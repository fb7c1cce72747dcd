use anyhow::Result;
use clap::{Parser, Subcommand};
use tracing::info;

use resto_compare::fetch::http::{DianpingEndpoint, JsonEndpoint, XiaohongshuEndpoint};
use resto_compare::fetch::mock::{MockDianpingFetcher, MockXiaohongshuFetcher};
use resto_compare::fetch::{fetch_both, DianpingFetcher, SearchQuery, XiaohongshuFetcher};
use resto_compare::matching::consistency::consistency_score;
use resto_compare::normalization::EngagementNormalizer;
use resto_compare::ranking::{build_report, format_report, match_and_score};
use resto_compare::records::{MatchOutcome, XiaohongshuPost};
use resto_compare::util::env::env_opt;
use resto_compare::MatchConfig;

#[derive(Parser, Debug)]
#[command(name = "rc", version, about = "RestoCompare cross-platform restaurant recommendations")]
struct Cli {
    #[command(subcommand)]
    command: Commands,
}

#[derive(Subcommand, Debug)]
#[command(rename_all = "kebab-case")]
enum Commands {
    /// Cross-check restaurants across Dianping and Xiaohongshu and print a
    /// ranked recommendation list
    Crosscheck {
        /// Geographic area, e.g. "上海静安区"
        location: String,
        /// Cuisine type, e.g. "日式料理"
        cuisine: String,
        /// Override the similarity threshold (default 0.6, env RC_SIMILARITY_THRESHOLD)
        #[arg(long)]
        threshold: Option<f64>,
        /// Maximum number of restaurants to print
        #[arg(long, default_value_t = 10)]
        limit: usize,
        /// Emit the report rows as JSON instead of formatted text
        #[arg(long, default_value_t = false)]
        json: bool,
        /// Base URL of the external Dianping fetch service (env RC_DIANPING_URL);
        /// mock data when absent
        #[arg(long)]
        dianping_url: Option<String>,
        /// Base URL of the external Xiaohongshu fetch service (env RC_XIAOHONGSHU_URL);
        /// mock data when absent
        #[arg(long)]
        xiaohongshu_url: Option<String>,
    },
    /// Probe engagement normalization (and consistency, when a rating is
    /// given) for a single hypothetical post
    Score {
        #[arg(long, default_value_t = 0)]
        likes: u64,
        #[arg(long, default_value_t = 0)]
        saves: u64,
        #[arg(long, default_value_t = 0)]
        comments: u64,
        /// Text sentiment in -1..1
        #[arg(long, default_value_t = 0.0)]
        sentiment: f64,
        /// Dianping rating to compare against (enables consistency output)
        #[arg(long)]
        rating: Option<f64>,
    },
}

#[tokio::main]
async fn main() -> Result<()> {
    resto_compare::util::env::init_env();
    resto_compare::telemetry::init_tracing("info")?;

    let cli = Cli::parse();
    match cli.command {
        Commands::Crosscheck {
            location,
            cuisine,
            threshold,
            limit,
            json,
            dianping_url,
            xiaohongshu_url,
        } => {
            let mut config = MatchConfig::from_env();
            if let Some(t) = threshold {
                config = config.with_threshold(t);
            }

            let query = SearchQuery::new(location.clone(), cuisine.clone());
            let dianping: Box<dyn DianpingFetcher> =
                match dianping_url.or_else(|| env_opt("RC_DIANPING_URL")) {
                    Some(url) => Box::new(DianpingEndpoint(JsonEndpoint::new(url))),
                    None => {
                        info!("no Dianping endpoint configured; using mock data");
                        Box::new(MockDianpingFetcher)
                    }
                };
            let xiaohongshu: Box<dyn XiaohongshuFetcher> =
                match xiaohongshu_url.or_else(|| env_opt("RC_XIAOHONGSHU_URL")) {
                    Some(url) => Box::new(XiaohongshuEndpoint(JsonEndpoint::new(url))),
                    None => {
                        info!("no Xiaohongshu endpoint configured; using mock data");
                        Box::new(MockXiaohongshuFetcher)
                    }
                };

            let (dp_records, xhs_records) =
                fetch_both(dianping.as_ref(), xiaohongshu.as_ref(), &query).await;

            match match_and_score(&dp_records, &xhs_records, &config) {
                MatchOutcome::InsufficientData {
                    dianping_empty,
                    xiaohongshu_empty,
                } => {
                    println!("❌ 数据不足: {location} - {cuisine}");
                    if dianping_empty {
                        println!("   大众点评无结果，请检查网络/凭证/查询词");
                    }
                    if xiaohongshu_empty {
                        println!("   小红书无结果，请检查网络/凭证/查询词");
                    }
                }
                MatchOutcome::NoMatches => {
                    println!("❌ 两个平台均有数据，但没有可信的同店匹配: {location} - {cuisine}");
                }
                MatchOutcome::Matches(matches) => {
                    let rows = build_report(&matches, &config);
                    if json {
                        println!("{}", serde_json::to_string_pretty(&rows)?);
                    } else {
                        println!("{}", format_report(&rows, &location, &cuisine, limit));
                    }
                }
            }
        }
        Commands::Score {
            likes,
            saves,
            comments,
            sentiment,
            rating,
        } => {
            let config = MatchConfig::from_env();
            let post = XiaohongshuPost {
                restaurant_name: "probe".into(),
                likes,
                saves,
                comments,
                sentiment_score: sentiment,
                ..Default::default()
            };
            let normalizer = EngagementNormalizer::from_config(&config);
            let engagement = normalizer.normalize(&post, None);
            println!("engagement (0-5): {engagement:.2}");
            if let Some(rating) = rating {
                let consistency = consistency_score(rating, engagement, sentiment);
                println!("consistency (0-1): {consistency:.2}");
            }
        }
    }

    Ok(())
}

----

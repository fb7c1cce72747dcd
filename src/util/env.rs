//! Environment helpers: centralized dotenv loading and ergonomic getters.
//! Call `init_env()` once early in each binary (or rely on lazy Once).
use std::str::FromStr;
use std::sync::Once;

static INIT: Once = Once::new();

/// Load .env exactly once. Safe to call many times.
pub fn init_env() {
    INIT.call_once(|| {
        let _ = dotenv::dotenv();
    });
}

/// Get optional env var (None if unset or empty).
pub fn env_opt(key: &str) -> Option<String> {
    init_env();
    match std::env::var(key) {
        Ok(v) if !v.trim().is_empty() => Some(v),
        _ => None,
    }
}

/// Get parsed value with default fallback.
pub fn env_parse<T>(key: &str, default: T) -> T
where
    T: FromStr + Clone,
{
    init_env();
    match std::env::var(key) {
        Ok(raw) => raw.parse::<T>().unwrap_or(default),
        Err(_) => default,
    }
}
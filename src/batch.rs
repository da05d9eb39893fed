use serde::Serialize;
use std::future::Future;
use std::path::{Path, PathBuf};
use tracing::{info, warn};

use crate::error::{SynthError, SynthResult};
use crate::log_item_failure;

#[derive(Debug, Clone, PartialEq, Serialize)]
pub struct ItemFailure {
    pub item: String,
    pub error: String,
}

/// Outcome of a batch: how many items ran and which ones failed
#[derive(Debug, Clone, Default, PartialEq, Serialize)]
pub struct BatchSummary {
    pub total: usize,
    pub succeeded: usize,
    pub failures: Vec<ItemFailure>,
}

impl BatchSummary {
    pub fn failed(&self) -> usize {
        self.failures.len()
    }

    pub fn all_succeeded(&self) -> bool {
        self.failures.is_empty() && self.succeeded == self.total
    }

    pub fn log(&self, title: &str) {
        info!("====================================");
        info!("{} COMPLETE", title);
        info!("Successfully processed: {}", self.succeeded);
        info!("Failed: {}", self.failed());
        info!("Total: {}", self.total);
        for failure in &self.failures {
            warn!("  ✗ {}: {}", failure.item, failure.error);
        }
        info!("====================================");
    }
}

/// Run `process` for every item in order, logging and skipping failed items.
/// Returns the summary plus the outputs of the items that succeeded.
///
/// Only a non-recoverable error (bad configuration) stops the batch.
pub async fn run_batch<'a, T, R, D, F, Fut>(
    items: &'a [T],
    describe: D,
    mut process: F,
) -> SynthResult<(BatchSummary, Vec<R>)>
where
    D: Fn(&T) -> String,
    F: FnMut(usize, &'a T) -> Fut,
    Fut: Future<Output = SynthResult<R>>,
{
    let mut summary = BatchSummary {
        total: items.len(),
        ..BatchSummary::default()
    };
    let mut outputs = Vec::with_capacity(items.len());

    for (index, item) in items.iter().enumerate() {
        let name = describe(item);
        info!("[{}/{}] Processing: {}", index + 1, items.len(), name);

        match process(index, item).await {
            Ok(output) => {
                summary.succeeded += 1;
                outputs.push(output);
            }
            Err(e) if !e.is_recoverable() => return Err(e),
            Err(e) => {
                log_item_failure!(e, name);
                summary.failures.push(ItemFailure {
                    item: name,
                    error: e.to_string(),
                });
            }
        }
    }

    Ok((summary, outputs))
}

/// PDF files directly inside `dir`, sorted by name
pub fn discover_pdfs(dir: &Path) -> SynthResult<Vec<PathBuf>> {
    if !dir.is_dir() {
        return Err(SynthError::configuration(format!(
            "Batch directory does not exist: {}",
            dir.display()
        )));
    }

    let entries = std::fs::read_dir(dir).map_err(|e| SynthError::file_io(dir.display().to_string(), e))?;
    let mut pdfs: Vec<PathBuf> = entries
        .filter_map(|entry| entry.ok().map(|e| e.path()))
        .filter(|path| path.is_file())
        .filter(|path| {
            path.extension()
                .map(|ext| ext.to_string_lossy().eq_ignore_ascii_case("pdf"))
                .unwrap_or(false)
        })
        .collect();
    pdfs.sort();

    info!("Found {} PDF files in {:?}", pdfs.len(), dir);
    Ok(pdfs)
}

----

### EXERCISE BRIEF
In the lines above, find each one with "async" and list it.

### THE ANSWER
async fn main() -> Result<()> {
pub async fn run_batch<'a, T, R, D, F, Fut>(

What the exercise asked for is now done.